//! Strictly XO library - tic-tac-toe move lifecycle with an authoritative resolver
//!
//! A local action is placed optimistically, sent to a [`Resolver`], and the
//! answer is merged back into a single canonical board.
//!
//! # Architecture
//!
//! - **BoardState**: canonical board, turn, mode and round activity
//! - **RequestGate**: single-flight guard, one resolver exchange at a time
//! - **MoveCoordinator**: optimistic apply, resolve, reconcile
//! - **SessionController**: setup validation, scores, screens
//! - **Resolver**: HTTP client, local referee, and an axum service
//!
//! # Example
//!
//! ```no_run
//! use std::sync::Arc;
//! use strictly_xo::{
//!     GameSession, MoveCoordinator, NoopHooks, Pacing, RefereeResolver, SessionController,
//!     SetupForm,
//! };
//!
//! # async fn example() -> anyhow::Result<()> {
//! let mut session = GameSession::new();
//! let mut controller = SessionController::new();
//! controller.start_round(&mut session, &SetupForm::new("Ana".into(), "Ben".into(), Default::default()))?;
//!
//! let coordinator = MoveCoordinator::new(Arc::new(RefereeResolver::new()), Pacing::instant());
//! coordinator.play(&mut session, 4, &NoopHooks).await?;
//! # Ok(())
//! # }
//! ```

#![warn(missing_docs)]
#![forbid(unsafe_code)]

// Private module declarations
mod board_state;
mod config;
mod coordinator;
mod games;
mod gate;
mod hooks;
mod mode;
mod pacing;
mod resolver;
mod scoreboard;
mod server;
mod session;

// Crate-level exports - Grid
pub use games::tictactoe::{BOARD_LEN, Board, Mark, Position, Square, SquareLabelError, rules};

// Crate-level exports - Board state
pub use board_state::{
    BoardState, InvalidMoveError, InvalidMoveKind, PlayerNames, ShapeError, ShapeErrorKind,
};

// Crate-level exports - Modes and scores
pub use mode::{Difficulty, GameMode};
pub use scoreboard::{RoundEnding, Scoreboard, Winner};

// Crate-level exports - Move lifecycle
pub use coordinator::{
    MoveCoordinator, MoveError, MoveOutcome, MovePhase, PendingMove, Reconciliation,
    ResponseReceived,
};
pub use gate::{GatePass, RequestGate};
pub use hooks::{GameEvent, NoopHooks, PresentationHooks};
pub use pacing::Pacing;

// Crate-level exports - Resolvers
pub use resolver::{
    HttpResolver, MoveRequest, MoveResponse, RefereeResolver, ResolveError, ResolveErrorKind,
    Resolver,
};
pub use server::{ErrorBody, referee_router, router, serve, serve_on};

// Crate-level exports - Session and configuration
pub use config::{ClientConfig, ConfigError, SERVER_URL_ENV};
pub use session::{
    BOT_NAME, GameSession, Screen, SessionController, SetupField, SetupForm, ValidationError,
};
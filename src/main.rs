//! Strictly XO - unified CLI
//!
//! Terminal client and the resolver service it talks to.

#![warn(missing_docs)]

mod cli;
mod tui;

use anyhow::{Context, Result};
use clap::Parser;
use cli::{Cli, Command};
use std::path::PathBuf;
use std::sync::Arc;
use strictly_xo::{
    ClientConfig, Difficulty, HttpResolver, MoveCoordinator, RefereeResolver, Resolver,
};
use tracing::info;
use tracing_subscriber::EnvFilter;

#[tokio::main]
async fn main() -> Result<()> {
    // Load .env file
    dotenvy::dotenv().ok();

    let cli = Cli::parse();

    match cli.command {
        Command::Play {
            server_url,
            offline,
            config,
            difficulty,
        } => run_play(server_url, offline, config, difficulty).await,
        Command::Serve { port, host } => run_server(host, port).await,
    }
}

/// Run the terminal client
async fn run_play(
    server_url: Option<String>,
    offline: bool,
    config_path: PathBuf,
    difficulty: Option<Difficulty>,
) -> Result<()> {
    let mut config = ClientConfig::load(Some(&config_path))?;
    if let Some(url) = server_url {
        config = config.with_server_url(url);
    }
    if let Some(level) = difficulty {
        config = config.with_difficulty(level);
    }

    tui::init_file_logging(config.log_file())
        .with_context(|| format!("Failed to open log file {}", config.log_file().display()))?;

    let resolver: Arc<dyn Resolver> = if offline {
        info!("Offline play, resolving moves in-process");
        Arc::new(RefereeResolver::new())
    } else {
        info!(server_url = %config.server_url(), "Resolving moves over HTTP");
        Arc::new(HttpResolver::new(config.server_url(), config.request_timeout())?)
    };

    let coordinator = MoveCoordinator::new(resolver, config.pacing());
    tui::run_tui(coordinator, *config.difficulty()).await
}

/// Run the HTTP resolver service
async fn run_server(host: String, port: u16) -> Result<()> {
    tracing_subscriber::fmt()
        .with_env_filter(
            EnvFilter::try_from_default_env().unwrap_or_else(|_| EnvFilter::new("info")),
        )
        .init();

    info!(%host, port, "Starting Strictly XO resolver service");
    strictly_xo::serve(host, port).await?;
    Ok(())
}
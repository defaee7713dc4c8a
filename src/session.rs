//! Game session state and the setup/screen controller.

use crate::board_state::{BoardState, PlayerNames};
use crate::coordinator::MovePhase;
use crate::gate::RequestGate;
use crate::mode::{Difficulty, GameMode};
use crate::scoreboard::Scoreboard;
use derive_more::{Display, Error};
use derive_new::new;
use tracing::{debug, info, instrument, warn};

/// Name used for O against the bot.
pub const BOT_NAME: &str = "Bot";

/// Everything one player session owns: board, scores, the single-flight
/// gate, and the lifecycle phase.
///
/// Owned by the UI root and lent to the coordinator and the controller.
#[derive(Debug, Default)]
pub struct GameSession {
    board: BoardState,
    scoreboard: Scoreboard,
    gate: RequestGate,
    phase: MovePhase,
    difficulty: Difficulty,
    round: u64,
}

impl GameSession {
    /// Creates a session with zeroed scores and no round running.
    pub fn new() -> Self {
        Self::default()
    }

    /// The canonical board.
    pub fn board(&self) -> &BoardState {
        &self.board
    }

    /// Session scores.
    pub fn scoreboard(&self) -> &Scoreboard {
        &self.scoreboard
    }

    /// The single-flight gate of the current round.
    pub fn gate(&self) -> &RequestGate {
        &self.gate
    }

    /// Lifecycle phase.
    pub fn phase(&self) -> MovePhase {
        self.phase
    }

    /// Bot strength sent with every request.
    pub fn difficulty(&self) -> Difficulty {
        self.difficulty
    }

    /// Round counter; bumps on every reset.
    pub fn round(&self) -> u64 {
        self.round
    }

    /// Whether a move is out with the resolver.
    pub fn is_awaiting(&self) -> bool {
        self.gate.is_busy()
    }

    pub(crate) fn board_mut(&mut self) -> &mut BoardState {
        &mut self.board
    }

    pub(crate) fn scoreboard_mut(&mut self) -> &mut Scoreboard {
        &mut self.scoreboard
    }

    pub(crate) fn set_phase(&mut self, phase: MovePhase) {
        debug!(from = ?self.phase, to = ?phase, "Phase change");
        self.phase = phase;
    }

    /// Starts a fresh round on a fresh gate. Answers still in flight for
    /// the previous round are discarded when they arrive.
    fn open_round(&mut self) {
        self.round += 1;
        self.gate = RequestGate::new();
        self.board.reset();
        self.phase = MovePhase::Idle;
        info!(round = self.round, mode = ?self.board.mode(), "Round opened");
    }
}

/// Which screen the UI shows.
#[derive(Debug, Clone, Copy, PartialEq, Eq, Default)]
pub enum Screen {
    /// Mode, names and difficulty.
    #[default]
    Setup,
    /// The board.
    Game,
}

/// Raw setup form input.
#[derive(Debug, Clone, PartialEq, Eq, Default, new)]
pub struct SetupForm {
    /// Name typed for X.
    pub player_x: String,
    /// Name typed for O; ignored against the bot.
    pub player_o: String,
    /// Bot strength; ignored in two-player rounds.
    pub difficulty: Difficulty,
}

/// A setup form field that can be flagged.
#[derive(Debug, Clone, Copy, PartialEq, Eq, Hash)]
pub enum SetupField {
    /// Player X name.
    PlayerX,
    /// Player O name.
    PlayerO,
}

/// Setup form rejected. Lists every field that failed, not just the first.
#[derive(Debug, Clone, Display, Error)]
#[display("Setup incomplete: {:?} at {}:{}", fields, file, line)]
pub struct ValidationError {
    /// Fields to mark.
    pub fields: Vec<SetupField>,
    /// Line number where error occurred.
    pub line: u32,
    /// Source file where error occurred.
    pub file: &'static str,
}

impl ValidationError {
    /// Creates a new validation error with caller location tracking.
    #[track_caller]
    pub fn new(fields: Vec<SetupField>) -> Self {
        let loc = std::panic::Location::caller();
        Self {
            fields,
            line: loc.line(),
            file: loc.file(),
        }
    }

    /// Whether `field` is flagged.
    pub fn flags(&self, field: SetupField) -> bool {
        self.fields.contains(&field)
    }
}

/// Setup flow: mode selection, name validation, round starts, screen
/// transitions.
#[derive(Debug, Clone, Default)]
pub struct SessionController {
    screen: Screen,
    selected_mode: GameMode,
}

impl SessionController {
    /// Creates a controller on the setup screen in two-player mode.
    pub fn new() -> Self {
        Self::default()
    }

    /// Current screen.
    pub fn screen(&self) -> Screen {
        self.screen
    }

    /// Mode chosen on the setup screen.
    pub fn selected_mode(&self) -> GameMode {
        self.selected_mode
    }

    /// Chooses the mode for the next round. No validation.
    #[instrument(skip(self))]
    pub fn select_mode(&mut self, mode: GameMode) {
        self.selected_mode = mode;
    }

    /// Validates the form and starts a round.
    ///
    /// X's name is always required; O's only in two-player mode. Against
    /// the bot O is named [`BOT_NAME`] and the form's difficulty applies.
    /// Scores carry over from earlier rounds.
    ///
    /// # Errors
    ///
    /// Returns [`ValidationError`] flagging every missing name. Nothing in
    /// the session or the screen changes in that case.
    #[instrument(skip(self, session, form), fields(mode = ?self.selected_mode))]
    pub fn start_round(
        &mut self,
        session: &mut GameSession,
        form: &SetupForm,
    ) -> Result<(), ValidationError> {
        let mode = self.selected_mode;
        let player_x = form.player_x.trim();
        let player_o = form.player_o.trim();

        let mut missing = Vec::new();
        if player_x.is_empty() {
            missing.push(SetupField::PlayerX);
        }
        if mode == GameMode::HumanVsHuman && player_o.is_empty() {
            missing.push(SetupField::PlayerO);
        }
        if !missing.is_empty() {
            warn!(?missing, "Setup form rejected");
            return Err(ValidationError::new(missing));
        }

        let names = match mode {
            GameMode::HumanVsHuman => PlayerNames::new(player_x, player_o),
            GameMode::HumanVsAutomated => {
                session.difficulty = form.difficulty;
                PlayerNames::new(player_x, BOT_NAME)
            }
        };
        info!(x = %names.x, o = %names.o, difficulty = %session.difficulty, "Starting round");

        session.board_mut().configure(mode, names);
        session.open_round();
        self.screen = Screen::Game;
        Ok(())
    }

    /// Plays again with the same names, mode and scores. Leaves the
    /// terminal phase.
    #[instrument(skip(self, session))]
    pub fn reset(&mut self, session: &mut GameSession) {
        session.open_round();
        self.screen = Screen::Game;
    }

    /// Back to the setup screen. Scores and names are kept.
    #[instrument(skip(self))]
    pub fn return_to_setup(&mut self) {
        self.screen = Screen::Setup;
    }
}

---

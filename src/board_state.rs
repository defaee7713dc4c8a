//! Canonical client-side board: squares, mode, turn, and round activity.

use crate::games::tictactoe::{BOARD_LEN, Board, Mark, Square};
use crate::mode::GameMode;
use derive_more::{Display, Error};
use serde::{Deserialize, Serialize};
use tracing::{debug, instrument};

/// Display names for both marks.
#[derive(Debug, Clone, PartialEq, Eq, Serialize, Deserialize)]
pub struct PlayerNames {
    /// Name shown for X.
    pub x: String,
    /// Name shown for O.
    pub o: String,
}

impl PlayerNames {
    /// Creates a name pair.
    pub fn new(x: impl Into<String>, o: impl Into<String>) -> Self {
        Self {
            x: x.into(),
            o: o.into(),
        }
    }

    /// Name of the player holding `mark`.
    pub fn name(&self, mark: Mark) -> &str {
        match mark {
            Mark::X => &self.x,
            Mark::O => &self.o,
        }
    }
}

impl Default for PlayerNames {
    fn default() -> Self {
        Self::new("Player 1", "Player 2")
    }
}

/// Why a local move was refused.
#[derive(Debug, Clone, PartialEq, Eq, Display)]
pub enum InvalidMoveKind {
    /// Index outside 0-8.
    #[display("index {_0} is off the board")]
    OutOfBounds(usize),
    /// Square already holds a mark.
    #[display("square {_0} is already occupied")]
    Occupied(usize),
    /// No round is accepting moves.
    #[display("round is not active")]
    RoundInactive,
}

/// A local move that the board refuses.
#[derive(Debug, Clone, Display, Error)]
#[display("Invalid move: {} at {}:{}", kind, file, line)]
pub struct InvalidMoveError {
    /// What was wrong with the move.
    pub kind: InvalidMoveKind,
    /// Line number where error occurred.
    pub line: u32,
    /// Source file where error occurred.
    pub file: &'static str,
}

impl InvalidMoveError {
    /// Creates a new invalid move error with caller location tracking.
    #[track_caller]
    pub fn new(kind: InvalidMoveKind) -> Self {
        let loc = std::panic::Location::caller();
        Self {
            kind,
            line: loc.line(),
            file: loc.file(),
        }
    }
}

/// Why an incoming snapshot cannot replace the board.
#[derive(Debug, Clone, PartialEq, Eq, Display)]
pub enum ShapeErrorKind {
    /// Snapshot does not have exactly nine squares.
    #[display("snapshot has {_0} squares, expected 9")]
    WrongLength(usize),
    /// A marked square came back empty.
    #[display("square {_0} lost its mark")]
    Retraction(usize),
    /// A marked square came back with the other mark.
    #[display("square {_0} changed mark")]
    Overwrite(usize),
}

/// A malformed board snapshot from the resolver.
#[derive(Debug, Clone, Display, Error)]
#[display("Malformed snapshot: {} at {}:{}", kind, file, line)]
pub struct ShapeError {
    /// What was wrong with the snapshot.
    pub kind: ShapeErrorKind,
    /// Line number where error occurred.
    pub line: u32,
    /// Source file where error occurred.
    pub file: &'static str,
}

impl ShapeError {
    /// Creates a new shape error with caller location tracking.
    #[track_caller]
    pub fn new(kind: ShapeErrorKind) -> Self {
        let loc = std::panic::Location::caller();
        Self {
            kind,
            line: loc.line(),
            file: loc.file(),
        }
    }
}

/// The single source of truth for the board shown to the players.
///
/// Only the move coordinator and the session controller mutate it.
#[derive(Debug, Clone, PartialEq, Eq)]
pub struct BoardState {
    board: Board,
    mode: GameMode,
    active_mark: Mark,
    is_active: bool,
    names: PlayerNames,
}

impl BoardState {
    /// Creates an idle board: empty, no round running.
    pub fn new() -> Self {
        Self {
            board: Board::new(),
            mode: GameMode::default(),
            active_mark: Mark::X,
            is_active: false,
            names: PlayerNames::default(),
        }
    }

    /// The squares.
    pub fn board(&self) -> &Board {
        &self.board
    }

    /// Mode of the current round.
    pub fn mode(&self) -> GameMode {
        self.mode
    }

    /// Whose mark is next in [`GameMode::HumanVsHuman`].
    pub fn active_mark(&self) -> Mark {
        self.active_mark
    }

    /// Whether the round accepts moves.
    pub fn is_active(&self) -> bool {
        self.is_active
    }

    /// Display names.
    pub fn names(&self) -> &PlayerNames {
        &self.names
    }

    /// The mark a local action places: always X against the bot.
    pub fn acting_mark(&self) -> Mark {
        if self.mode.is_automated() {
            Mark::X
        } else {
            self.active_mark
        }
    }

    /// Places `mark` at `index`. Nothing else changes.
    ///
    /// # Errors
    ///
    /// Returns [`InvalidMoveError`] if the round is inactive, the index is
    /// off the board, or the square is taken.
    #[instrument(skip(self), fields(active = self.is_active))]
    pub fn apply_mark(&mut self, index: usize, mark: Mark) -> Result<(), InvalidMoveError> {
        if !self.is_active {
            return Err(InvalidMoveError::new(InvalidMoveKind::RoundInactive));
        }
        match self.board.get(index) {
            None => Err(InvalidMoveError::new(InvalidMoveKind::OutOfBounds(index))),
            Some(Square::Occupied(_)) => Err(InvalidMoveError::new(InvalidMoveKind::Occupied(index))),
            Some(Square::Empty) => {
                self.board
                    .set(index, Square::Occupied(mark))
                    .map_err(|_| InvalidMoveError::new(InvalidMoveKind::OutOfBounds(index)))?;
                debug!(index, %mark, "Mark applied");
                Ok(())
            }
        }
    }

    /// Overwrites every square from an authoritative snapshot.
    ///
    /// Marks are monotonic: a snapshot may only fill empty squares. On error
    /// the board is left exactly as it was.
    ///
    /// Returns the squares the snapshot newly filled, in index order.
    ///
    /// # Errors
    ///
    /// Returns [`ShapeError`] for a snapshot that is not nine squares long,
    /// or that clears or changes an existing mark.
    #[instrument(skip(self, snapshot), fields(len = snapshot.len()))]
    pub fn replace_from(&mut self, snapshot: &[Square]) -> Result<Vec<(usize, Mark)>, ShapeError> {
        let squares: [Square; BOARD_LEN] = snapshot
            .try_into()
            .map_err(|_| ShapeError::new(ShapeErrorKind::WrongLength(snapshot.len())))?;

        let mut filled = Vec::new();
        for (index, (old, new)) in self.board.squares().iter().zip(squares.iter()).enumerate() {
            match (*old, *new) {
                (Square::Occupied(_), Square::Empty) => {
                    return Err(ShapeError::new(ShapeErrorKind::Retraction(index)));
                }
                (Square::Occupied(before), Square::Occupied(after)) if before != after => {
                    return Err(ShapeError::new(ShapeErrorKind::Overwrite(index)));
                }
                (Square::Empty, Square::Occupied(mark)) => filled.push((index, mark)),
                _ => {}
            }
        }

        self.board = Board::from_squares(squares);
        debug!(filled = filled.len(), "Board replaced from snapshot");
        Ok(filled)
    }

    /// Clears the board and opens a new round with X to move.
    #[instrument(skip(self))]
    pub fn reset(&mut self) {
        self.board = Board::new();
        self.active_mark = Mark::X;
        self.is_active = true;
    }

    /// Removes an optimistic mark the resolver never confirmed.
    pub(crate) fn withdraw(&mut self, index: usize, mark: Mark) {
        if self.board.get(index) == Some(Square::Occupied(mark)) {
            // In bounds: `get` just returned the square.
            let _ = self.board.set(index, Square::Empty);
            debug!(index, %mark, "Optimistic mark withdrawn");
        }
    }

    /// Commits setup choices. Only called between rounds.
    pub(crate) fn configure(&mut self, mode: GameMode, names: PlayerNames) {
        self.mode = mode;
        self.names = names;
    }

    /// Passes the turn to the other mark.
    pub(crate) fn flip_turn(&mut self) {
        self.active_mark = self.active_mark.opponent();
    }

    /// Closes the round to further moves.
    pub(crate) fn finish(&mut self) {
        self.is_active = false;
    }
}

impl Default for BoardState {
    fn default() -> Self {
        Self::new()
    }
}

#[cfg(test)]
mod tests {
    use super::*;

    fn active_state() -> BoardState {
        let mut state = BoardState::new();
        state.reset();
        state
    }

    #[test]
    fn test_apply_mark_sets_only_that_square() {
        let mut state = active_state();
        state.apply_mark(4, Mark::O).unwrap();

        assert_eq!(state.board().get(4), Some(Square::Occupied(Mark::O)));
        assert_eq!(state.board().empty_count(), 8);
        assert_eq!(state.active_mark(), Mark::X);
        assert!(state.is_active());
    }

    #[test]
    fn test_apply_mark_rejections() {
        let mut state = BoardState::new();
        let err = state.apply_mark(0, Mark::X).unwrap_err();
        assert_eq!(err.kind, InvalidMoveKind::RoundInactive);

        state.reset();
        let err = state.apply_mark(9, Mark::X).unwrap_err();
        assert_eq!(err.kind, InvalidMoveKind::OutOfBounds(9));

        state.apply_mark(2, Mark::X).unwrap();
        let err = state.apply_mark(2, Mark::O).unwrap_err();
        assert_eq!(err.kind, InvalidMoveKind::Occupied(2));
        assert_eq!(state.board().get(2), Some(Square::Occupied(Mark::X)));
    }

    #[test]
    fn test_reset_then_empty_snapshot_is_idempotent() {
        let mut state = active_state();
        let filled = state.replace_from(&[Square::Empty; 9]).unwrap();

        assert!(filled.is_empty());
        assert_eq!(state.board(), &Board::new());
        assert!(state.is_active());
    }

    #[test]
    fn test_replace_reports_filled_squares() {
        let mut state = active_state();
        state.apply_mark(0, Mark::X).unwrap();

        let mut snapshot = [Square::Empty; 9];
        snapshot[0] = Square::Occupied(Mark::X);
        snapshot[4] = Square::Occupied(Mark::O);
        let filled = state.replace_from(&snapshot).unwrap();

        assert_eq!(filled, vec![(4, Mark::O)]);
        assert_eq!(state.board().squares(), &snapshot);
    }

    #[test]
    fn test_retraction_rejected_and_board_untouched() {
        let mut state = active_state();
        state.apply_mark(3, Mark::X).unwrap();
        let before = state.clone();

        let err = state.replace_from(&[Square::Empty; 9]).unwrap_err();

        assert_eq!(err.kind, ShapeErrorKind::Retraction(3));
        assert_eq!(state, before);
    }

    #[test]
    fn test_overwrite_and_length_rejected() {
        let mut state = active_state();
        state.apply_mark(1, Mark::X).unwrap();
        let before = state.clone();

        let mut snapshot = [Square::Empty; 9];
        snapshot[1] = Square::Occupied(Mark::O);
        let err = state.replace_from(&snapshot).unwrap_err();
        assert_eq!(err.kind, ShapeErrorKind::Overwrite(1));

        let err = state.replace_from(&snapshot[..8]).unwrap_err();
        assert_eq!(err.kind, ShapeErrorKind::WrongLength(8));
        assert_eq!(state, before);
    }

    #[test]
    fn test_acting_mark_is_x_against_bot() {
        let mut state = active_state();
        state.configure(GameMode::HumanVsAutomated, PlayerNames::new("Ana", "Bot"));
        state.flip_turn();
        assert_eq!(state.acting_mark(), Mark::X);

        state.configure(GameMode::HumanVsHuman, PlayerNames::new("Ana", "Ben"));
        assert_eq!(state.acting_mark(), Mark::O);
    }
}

---

## HOW TO COMPLETE THIS TASK
Beginning at the line with "pub fn replace_from(&mut" and stopping after the line with "with X to move.", please write out every line of the data above exactly and nothing else.

## SOLUTION FOR THIS PROBLEM
    pub fn replace_from(&mut self, snapshot: &[Square]) -> Result<Vec<(usize, Mark)>, ShapeError> {
        let squares: [Square; BOARD_LEN] = snapshot
            .try_into()
            .map_err(|_| ShapeError::new(ShapeErrorKind::WrongLength(snapshot.len())))?;

        let mut filled = Vec::new();
        for (index, (old, new)) in self.board.squares().iter().zip(squares.iter()).enumerate() {
            match (*old, *new) {
                (Square::Occupied(_), Square::Empty) => {
                    return Err(ShapeError::new(ShapeErrorKind::Retraction(index)));
                }
                (Square::Occupied(before), Square::Occupied(after)) if before != after => {
                    return Err(ShapeError::new(ShapeErrorKind::Overwrite(index)));
                }
                (Square::Empty, Square::Occupied(mark)) => filled.push((index, mark)),
                _ => {}
            }
        }

        self.board = Board::from_squares(squares);
        debug!(filled = filled.len(), "Board replaced from snapshot");
        Ok(filled)
    }

    /// Clears the board and opens a new round with X to move.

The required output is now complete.